*Aim of the task*
Write out, word for word, the part of the listing below that opens with the line containing "filename src/cli/check.rs" and closes with the line containing "use crate::core::binding::FileOptions;", keeping both of those lines and adding no others.

*Given records*
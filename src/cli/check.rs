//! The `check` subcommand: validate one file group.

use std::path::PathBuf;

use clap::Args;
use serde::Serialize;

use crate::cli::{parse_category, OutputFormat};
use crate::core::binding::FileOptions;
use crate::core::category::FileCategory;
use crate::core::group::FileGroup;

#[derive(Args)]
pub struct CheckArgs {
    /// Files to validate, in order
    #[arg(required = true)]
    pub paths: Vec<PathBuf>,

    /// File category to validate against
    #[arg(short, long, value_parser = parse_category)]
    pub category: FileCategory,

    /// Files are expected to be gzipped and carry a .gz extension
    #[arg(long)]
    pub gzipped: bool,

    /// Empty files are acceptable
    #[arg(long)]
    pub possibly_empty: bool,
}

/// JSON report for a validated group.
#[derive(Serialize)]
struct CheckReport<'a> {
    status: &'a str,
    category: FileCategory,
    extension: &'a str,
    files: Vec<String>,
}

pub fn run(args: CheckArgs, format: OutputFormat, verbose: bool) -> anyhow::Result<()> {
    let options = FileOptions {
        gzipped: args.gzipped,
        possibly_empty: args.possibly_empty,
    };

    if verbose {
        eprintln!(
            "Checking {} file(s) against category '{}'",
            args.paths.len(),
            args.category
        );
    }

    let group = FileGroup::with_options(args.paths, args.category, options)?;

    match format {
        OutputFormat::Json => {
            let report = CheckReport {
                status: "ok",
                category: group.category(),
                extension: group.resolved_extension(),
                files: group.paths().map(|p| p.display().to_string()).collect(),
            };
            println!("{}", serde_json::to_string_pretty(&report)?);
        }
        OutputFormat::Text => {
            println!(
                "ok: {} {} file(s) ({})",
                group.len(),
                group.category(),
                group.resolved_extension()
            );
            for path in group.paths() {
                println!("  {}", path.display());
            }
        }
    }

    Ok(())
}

--

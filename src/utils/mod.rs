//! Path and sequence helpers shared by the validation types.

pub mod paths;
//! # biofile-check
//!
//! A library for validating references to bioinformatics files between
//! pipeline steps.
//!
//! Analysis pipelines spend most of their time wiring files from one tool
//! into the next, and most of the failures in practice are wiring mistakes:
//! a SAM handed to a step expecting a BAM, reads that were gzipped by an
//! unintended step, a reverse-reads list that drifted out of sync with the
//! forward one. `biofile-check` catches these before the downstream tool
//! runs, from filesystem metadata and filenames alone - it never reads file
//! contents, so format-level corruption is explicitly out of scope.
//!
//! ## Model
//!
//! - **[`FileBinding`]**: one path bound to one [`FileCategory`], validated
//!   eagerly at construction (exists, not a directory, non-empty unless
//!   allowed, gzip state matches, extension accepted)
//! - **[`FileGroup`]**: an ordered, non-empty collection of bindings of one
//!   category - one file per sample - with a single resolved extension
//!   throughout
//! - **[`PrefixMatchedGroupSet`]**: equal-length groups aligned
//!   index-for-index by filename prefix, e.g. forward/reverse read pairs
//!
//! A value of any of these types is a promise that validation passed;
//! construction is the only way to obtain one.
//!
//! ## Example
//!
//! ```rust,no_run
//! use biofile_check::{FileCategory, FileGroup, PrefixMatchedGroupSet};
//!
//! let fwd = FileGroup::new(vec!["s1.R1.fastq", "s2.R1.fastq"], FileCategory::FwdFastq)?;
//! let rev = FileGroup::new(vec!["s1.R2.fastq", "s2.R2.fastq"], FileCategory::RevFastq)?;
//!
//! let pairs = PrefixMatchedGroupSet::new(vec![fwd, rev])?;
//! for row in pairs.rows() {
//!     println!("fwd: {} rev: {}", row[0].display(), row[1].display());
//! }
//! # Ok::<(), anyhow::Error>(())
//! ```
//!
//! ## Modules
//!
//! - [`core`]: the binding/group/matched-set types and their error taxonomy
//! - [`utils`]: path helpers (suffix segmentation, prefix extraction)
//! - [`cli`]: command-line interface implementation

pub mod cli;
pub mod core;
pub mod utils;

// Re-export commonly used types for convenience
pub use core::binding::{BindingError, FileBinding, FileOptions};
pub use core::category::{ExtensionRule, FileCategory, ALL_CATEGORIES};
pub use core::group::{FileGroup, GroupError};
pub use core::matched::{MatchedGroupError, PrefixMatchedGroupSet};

--

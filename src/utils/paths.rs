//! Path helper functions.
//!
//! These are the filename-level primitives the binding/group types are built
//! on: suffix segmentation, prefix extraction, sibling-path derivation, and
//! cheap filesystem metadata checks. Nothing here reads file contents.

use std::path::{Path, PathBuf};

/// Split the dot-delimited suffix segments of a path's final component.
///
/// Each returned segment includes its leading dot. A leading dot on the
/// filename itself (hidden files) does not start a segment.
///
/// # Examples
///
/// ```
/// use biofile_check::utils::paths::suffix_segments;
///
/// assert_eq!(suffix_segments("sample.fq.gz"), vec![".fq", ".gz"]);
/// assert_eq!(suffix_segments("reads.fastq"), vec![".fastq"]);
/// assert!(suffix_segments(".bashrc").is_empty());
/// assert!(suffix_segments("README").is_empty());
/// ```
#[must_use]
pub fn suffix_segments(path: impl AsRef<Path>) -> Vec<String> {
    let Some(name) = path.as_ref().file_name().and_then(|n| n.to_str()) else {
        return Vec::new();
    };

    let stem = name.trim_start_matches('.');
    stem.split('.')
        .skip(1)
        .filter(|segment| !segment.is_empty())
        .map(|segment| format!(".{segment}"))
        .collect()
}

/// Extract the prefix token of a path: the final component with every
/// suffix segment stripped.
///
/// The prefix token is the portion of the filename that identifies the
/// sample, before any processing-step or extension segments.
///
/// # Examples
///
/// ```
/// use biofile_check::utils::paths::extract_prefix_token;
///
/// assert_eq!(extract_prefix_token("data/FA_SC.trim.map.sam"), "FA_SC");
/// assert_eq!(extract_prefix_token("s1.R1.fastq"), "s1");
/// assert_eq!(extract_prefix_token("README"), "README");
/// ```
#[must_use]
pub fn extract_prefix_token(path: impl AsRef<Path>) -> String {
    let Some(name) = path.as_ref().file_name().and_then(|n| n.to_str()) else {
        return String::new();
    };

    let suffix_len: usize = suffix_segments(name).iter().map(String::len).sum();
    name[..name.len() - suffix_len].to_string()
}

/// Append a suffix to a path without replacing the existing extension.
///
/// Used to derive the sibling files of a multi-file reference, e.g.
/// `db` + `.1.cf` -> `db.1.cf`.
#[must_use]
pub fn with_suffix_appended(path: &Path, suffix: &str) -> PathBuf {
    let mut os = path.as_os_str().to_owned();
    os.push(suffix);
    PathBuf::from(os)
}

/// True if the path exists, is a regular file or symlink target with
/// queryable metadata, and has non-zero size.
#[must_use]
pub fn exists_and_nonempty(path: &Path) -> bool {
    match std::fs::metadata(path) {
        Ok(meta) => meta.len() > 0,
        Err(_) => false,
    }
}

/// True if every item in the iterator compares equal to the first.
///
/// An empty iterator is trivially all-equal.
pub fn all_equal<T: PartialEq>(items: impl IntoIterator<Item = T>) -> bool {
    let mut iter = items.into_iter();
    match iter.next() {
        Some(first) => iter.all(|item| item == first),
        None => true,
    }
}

*Answer to this exercise*
filename src/cli/check.rs
//! The `check` subcommand: validate one file group.

use std::path::PathBuf;

use clap::Args;
use serde::Serialize;

use crate::cli::{parse_category, OutputFormat};
use crate::core::binding::FileOptions;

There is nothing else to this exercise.